═════ Data for processing

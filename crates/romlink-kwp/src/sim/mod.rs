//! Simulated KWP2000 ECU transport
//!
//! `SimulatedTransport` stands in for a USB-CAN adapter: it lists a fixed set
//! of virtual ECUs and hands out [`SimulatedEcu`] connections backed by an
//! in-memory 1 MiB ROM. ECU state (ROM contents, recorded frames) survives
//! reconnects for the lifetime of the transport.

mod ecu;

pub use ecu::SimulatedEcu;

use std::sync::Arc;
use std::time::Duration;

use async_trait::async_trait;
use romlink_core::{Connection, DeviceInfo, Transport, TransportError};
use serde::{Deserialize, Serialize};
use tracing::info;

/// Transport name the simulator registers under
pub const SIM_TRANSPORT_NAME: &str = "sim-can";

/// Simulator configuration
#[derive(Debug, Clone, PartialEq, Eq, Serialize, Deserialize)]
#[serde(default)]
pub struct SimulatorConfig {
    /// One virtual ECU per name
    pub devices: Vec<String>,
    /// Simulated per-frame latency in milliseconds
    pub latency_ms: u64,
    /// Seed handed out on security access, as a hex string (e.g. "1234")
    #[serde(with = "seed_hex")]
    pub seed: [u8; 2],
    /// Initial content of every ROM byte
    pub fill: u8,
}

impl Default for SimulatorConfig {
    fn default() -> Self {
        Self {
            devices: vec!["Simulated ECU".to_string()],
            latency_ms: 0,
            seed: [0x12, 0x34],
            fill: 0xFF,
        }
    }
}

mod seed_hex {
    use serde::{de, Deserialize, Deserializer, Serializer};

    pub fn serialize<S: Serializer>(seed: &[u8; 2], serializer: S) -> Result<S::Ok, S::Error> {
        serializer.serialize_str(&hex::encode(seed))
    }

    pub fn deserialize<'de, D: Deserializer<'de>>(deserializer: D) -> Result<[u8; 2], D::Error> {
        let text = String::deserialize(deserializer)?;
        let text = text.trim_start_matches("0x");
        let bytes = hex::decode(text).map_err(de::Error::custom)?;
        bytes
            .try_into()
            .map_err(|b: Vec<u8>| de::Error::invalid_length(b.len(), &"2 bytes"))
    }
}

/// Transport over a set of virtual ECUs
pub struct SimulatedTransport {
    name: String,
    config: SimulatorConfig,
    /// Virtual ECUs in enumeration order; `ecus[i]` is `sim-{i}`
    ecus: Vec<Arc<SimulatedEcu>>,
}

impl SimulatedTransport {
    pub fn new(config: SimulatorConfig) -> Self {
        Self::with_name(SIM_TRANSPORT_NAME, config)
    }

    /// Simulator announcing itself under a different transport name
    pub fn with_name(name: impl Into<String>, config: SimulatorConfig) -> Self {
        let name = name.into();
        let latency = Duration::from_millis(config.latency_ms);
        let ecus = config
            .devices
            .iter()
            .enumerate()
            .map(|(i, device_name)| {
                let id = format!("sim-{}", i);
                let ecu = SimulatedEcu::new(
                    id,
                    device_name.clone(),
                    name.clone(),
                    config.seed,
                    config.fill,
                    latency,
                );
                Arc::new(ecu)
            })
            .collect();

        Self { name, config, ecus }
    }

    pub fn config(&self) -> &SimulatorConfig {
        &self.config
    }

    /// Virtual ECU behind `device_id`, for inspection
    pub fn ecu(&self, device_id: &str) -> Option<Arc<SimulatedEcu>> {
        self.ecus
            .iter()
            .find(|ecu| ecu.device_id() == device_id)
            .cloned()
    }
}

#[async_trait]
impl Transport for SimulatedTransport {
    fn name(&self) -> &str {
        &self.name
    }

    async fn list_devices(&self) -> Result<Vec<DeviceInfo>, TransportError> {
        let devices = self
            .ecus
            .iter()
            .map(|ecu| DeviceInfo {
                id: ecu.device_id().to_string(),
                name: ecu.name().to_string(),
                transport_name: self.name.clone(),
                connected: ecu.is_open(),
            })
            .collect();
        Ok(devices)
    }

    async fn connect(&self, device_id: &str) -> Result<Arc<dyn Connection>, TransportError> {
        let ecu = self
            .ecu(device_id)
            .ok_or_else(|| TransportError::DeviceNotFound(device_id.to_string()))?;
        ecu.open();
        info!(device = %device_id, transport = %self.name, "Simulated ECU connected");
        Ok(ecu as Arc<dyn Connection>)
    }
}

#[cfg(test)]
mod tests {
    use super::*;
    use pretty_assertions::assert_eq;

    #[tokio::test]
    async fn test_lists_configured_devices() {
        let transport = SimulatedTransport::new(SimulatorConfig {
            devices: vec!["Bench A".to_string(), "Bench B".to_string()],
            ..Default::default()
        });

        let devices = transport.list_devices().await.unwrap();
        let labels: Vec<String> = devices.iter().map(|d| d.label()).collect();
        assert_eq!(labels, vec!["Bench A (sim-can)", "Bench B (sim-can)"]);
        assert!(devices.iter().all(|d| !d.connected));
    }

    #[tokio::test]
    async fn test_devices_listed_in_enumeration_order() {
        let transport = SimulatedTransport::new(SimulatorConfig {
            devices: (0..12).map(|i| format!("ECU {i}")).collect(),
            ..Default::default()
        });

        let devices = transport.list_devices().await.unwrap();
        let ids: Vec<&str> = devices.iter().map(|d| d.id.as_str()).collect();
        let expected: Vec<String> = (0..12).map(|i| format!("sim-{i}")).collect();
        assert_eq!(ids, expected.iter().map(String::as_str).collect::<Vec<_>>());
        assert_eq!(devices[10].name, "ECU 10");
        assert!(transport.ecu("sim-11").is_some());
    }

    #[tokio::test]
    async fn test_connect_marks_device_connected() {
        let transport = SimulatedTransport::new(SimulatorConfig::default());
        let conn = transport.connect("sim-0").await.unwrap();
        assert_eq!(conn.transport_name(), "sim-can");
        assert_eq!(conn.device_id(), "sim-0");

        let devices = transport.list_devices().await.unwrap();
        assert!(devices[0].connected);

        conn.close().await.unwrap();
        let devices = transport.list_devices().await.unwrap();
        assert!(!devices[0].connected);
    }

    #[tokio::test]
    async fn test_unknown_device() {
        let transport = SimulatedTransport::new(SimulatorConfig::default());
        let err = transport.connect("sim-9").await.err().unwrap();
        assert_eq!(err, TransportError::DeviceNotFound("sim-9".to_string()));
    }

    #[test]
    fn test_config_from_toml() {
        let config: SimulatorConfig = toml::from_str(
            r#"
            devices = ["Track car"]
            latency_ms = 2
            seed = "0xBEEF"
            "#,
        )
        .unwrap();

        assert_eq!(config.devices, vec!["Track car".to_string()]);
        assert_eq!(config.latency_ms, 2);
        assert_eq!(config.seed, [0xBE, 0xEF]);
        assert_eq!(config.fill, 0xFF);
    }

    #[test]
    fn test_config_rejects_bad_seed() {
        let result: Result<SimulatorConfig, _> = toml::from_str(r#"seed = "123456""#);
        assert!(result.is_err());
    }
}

══════════

Repeat the listing above exactly, line for line.

§ **Solution below**
filename crates/romlink-kwp/src/sim/mod.rs
//! Simulated KWP2000 ECU transport
//!
//! `SimulatedTransport` stands in for a USB-CAN adapter: it lists a fixed set
//! of virtual ECUs and hands out [`SimulatedEcu`] connections backed by an
//! in-memory 1 MiB ROM. ECU state (ROM contents, recorded frames) survives
//! reconnects for the lifetime of the transport.

mod ecu;

pub use ecu::SimulatedEcu;

use std::sync::Arc;
use std::time::Duration;

use async_trait::async_trait;
use romlink_core::{Connection, DeviceInfo, Transport, TransportError};
use serde::{Deserialize, Serialize};
use tracing::info;

/// Transport name the simulator registers under
pub const SIM_TRANSPORT_NAME: &str = "sim-can";

/// Simulator configuration
#[derive(Debug, Clone, PartialEq, Eq, Serialize, Deserialize)]
#[serde(default)]
pub struct SimulatorConfig {
    /// One virtual ECU per name
    pub devices: Vec<String>,
    /// Simulated per-frame latency in milliseconds
    pub latency_ms: u64,
    /// Seed handed out on security access, as a hex string (e.g. "1234")
    #[serde(with = "seed_hex")]
    pub seed: [u8; 2],
    /// Initial content of every ROM byte
    pub fill: u8,
}

impl Default for SimulatorConfig {
    fn default() -> Self {
        Self {
            devices: vec!["Simulated ECU".to_string()],
            latency_ms: 0,
            seed: [0x12, 0x34],
            fill: 0xFF,
        }
    }
}

mod seed_hex {
    use serde::{de, Deserialize, Deserializer, Serializer};

    pub fn serialize<S: Serializer>(seed: &[u8; 2], serializer: S) -> Result<S::Ok, S::Error> {
        serializer.serialize_str(&hex::encode(seed))
    }

    pub fn deserialize<'de, D: Deserializer<'de>>(deserializer: D) -> Result<[u8; 2], D::Error> {
        let text = String::deserialize(deserializer)?;
        let text = text.trim_start_matches("0x");
        let bytes = hex::decode(text).map_err(de::Error::custom)?;
        bytes
            .try_into()
            .map_err(|b: Vec<u8>| de::Error::invalid_length(b.len(), &"2 bytes"))
    }
}

/// Transport over a set of virtual ECUs
pub struct SimulatedTransport {
    name: String,
    config: SimulatorConfig,
    /// Virtual ECUs in enumeration order; `ecus[i]` is `sim-{i}`
    ecus: Vec<Arc<SimulatedEcu>>,
}

impl SimulatedTransport {
    pub fn new(config: SimulatorConfig) -> Self {
        Self::with_name(SIM_TRANSPORT_NAME, config)
    }

    /// Simulator announcing itself under a different transport name
    pub fn with_name(name: impl Into<String>, config: SimulatorConfig) -> Self {
        let name = name.into();
        let latency = Duration::from_millis(config.latency_ms);
        let ecus = config
            .devices
            .iter()
            .enumerate()
            .map(|(i, device_name)| {
                let id = format!("sim-{}", i);
                let ecu = SimulatedEcu::new(
                    id,
                    device_name.clone(),
                    name.clone(),
                    config.seed,
                    config.fill,
                    latency,
                );
                Arc::new(ecu)
            })
            .collect();

        Self { name, config, ecus }
    }

    pub fn config(&self) -> &SimulatorConfig {
        &self.config
    }

    /// Virtual ECU behind `device_id`, for inspection
    pub fn ecu(&self, device_id: &str) -> Option<Arc<SimulatedEcu>> {
        self.ecus
            .iter()
            .find(|ecu| ecu.device_id() == device_id)
            .cloned()
    }
}

#[async_trait]
impl Transport for SimulatedTransport {
    fn name(&self) -> &str {
        &self.name
    }

    async fn list_devices(&self) -> Result<Vec<DeviceInfo>, TransportError> {
        let devices = self
            .ecus
            .iter()
            .map(|ecu| DeviceInfo {
                id: ecu.device_id().to_string(),
                name: ecu.name().to_string(),
                transport_name: self.name.clone(),
                connected: ecu.is_open(),
            })
            .collect();
        Ok(devices)
    }

    async fn connect(&self, device_id: &str) -> Result<Arc<dyn Connection>, TransportError> {
        let ecu = self
            .ecu(device_id)
            .ok_or_else(|| TransportError::DeviceNotFound(device_id.to_string()))?;
        ecu.open();
        info!(device = %device_id, transport = %self.name, "Simulated ECU connected");
        Ok(ecu as Arc<dyn Connection>)
    }
}

#[cfg(test)]
mod tests {
    use super::*;
    use pretty_assertions::assert_eq;

    #[tokio::test]
    async fn test_lists_configured_devices() {
        let transport = SimulatedTransport::new(SimulatorConfig {
            devices: vec!["Bench A".to_string(), "Bench B".to_string()],
            ..Default::default()
        });

        let devices = transport.list_devices().await.unwrap();
        let labels: Vec<String> = devices.iter().map(|d| d.label()).collect();
        assert_eq!(labels, vec!["Bench A (sim-can)", "Bench B (sim-can)"]);
        assert!(devices.iter().all(|d| !d.connected));
    }

    #[tokio::test]
    async fn test_devices_listed_in_enumeration_order() {
        let transport = SimulatedTransport::new(SimulatorConfig {
            devices: (0..12).map(|i| format!("ECU {i}")).collect(),
            ..Default::default()
        });

        let devices = transport.list_devices().await.unwrap();
        let ids: Vec<&str> = devices.iter().map(|d| d.id.as_str()).collect();
        let expected: Vec<String> = (0..12).map(|i| format!("sim-{i}")).collect();
        assert_eq!(ids, expected.iter().map(String::as_str).collect::<Vec<_>>());
        assert_eq!(devices[10].name, "ECU 10");
        assert!(transport.ecu("sim-11").is_some());
    }

    #[tokio::test]
    async fn test_connect_marks_device_connected() {
        let transport = SimulatedTransport::new(SimulatorConfig::default());
        let conn = transport.connect("sim-0").await.unwrap();
        assert_eq!(conn.transport_name(), "sim-can");
        assert_eq!(conn.device_id(), "sim-0");

        let devices = transport.list_devices().await.unwrap();
        assert!(devices[0].connected);

        conn.close().await.unwrap();
        let devices = transport.list_devices().await.unwrap();
        assert!(!devices[0].connected);
    }

    #[tokio::test]
    async fn test_unknown_device() {
        let transport = SimulatedTransport::new(SimulatorConfig::default());
        let err = transport.connect("sim-9").await.err().unwrap();
        assert_eq!(err, TransportError::DeviceNotFound("sim-9".to_string()));
    }

    #[test]
    fn test_config_from_toml() {
        let config: SimulatorConfig = toml::from_str(
            r#"
            devices = ["Track car"]
            latency_ms = 2
            seed = "0xBEEF"
            "#,
        )
        .unwrap();

        assert_eq!(config.devices, vec!["Track car".to_string()]);
        assert_eq!(config.latency_ms, 2);
        assert_eq!(config.seed, [0xBE, 0xEF]);
        assert_eq!(config.fill, 0xFF);
    }

    #[test]
    fn test_config_rejects_bad_seed() {
        let result: Result<SimulatorConfig, _> = toml::from_str(r#"seed = "123456""#);
        assert!(result.is_err());
    }
}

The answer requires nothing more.